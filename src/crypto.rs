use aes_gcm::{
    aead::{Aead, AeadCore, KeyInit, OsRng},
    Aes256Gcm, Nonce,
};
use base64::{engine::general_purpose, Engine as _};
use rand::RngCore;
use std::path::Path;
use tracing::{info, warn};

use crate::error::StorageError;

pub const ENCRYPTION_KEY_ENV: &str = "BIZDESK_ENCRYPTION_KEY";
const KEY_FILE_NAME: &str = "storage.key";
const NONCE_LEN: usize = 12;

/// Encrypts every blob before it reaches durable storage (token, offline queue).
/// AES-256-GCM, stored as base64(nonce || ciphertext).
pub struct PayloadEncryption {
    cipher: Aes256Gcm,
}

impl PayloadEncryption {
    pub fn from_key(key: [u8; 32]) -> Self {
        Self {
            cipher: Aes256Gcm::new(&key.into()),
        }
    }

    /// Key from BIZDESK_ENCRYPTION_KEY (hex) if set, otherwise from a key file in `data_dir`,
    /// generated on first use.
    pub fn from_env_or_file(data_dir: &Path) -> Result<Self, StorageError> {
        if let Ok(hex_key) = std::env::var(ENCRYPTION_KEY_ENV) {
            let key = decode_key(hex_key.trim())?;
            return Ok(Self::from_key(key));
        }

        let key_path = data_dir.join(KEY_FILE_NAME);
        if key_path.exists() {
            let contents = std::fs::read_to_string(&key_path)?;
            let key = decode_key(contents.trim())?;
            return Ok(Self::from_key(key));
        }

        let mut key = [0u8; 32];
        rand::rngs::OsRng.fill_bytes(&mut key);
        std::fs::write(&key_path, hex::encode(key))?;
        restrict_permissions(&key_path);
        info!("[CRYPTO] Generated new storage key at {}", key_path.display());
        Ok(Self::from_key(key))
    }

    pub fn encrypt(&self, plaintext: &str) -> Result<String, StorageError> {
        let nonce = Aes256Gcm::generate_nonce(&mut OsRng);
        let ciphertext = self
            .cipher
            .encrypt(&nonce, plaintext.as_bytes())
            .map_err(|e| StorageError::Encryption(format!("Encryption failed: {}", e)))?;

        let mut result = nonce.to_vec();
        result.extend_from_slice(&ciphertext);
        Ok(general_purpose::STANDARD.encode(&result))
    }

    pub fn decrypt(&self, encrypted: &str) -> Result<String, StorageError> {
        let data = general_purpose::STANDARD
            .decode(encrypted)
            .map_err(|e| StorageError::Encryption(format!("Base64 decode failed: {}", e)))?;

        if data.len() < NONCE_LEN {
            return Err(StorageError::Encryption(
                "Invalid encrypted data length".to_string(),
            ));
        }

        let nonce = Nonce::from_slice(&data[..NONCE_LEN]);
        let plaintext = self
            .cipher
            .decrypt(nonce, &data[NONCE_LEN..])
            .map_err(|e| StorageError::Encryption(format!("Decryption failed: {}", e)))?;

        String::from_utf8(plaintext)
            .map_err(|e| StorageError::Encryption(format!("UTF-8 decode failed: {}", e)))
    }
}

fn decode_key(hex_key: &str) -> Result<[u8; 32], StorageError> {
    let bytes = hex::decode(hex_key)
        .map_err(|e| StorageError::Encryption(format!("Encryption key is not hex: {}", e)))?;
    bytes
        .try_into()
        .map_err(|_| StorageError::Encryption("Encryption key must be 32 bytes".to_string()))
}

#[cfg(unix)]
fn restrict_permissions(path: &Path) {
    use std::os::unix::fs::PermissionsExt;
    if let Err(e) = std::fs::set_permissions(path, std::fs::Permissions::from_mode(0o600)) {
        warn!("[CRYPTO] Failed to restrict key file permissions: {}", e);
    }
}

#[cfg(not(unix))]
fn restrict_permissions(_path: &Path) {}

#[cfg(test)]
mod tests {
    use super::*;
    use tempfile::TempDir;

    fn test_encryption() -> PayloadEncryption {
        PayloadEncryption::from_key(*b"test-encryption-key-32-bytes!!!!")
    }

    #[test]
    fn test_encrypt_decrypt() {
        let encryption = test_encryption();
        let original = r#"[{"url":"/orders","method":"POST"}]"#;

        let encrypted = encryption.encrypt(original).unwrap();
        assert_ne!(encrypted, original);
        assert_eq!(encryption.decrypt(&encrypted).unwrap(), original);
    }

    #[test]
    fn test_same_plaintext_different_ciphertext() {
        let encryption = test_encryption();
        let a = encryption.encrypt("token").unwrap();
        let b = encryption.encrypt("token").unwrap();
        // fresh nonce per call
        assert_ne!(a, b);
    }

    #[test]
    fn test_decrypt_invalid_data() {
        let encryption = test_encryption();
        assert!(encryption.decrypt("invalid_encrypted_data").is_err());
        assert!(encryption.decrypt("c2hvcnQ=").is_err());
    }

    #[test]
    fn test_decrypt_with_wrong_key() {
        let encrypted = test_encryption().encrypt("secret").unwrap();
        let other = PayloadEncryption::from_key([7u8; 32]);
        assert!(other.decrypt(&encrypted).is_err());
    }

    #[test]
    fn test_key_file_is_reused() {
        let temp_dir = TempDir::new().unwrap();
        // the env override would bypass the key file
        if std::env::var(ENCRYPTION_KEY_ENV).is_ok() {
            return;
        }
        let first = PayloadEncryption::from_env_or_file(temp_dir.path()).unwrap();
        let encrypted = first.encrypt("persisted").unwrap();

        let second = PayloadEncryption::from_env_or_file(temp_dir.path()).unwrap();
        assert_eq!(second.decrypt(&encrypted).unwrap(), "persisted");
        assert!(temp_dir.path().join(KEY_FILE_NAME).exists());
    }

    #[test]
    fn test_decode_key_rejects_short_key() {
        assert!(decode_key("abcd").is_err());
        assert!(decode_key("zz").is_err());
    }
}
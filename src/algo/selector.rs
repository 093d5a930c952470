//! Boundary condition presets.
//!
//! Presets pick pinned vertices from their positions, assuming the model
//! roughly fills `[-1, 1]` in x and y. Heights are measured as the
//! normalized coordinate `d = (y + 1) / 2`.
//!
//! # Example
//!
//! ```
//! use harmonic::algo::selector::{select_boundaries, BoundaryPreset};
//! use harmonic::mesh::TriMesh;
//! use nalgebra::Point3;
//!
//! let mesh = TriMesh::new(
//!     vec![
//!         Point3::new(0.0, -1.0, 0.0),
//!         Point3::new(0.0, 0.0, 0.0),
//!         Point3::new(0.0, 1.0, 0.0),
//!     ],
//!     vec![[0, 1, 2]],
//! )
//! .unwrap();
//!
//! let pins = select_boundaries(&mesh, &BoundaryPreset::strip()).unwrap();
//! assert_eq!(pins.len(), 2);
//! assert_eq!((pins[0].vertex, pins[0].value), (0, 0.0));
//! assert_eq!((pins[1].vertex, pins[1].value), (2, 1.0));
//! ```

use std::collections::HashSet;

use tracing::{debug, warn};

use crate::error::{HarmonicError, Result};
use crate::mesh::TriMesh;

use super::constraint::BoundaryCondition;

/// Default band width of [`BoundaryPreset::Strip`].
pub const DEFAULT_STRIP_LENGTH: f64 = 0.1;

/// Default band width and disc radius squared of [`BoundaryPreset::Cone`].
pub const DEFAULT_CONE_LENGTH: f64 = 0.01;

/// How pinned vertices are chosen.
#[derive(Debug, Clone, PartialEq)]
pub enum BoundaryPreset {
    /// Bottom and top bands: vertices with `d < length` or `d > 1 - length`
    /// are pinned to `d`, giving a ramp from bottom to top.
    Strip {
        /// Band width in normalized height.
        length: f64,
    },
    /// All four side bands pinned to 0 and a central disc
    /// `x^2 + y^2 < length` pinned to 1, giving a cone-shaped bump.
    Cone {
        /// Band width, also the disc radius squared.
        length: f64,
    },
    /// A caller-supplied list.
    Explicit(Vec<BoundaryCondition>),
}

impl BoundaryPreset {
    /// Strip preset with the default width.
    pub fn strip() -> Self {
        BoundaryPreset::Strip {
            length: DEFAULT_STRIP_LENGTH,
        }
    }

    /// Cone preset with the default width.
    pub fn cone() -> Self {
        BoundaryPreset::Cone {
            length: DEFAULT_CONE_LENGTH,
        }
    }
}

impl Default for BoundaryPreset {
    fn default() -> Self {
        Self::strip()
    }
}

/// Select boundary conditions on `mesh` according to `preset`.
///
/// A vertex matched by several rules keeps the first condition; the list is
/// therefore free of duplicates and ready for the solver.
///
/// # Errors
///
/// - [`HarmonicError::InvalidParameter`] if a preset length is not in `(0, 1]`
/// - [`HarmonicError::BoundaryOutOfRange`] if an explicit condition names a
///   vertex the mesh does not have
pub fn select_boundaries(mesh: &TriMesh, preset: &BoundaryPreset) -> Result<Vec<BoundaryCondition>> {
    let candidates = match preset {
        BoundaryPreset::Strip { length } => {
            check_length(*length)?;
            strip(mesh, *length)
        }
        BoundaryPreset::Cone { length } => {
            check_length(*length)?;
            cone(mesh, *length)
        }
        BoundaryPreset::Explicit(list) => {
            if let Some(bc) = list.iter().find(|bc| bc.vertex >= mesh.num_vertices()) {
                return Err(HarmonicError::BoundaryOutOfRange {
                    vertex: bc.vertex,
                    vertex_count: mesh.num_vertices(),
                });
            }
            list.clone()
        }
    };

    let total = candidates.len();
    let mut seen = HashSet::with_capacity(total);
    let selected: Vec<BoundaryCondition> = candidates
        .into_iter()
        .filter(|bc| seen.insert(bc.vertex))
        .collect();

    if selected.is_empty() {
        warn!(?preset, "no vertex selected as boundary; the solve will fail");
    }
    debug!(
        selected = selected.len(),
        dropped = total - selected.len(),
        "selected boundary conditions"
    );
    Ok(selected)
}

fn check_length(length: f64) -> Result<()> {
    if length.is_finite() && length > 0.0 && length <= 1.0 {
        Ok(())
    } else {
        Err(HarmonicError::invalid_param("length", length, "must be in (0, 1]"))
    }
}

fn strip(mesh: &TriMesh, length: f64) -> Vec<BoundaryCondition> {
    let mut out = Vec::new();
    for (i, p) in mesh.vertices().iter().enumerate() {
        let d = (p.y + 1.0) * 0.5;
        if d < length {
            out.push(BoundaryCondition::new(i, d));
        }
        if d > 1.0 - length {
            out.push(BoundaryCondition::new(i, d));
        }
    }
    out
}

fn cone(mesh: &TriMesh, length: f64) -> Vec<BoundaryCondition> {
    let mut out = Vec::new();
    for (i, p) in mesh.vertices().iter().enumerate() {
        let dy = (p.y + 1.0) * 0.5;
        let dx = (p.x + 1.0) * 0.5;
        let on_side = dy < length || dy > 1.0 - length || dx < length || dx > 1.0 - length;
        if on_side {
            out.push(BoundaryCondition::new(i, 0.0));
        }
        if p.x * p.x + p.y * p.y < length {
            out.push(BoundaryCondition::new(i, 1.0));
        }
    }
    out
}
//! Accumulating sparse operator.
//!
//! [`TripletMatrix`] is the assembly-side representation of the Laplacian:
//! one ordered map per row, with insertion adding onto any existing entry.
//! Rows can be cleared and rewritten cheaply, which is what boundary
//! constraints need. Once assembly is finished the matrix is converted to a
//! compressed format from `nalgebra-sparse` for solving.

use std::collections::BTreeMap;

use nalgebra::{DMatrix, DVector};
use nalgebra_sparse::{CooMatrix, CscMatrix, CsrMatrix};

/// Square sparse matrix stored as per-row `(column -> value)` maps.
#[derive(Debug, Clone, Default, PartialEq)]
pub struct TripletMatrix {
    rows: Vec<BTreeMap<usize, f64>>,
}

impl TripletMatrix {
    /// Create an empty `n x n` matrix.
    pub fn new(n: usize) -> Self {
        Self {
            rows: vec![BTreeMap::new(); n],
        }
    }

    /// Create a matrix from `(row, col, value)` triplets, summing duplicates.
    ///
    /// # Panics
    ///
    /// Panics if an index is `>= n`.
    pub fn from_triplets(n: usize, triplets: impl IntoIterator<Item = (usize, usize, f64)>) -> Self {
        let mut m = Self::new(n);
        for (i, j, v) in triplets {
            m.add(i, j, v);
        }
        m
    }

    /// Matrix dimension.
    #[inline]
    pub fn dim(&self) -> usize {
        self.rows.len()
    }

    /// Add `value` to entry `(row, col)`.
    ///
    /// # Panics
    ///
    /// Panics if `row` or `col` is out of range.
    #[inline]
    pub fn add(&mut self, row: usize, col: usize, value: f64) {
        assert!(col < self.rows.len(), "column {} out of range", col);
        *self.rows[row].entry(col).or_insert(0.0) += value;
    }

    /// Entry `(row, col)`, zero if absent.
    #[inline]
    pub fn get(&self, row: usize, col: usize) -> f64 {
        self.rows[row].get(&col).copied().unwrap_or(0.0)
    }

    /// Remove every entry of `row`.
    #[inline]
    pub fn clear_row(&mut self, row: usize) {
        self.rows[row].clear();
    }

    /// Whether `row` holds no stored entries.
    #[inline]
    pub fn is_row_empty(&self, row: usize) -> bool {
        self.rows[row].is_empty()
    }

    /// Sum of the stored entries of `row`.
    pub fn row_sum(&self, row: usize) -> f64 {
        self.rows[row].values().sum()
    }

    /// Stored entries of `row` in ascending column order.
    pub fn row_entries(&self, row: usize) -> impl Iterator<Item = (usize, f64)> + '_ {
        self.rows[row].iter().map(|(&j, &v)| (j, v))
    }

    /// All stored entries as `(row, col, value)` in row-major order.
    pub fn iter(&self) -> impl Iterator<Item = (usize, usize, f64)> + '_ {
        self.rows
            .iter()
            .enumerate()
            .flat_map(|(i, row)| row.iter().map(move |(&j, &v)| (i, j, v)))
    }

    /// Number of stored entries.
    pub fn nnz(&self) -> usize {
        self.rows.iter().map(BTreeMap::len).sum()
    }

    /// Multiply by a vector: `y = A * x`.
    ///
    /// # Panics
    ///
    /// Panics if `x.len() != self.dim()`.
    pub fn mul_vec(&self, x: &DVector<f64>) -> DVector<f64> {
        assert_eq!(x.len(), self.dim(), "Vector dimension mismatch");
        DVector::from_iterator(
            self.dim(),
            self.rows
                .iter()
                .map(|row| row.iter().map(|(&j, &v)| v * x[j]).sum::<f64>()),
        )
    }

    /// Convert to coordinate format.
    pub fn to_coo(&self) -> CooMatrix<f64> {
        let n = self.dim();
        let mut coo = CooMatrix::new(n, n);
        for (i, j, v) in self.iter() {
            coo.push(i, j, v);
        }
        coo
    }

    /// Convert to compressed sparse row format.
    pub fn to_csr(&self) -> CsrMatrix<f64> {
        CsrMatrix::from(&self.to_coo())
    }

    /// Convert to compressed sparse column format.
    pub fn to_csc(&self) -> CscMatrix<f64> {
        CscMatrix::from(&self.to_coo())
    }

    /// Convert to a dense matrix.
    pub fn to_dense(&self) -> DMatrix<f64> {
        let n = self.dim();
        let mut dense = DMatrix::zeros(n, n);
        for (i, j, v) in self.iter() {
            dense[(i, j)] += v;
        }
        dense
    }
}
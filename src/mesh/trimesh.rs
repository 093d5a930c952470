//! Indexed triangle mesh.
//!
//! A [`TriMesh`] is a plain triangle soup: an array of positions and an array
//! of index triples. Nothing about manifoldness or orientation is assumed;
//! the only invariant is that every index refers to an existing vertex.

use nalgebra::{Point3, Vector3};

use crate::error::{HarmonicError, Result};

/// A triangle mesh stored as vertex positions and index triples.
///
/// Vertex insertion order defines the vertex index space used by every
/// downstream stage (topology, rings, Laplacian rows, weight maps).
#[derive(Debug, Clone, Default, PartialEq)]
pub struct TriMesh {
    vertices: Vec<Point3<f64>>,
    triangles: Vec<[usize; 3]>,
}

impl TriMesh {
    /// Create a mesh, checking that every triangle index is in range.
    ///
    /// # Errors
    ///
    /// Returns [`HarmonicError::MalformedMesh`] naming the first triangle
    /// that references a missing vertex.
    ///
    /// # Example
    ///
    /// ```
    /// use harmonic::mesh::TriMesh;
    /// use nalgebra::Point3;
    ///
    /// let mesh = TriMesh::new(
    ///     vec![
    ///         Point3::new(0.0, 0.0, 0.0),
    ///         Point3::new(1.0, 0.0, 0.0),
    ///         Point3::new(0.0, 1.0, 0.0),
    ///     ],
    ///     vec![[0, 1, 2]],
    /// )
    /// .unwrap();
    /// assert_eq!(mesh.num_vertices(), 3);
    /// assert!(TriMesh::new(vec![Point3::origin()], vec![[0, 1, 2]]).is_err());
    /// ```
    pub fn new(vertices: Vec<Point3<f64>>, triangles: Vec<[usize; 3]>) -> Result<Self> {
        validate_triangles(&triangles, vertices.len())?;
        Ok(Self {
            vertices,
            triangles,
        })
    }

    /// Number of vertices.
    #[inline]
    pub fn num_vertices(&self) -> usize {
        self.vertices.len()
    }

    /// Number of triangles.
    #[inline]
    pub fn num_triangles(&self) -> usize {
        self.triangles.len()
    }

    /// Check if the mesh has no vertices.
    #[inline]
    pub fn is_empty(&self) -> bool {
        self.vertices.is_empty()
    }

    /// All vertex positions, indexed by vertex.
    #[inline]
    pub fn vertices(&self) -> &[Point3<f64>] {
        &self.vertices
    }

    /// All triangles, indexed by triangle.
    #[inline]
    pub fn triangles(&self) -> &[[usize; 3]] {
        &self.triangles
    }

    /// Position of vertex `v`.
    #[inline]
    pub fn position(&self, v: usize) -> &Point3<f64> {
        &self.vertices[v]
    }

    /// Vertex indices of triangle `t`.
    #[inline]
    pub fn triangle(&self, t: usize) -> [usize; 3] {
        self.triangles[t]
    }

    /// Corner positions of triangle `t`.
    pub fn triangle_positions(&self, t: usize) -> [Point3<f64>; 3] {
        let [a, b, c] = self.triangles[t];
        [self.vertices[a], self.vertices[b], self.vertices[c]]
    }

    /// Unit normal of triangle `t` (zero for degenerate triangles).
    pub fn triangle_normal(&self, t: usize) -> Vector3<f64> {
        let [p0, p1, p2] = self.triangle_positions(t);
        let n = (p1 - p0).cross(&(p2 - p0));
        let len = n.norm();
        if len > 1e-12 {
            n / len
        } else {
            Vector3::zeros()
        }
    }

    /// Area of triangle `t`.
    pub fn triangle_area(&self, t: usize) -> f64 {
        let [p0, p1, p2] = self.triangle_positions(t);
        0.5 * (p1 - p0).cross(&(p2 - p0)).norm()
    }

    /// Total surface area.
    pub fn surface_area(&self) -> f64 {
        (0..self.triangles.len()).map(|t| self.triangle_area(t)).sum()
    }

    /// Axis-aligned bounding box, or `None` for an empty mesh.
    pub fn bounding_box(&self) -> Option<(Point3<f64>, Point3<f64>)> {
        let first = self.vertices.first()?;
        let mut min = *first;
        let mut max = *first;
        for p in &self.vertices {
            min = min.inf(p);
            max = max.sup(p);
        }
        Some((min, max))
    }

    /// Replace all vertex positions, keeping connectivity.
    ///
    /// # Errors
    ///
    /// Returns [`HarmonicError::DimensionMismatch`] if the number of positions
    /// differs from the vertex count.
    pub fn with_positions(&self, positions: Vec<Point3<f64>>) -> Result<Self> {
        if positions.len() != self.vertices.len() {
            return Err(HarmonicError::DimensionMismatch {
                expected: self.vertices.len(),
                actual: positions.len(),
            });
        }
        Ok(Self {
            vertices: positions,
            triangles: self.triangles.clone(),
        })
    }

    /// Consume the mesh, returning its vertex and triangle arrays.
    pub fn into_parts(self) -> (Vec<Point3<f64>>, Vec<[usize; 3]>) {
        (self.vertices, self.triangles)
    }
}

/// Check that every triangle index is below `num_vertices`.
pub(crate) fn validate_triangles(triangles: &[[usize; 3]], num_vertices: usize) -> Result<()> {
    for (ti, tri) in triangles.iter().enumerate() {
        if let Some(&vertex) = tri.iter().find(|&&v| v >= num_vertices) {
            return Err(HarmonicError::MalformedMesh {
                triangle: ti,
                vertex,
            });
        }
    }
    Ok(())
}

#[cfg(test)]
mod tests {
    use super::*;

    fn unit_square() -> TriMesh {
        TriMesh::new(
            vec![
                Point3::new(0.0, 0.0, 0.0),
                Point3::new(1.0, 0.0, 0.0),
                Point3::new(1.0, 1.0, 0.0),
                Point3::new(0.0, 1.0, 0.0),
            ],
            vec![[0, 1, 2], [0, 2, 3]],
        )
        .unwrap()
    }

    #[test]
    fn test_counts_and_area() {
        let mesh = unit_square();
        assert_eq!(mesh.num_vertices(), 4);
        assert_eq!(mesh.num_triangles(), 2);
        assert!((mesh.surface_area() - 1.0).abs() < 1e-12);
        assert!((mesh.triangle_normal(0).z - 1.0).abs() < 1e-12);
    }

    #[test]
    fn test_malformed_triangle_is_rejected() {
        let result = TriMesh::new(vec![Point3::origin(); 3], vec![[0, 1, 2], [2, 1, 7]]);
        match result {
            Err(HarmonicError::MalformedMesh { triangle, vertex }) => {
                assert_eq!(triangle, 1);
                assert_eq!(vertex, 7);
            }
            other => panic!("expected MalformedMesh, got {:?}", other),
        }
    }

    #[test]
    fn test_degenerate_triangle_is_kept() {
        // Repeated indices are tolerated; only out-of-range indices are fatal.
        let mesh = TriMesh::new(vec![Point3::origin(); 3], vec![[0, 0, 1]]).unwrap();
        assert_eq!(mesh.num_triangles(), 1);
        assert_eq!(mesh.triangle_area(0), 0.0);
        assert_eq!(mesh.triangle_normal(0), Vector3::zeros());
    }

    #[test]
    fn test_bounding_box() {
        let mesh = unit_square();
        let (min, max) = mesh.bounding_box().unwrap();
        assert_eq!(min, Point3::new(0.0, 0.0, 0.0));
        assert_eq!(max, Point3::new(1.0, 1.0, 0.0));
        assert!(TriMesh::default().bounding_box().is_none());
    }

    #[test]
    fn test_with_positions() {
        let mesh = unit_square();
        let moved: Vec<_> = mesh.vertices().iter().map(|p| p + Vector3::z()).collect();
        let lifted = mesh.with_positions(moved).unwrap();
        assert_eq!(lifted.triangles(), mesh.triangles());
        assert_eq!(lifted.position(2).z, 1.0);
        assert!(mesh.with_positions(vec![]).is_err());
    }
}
== == ==
Aim of the task - The required answer is each line of the data in which the word "selector" appears.

Problem solution -
filename src/algo/selector.rs
//! use harmonic::algo::selector::{select_boundaries, BoundaryPreset};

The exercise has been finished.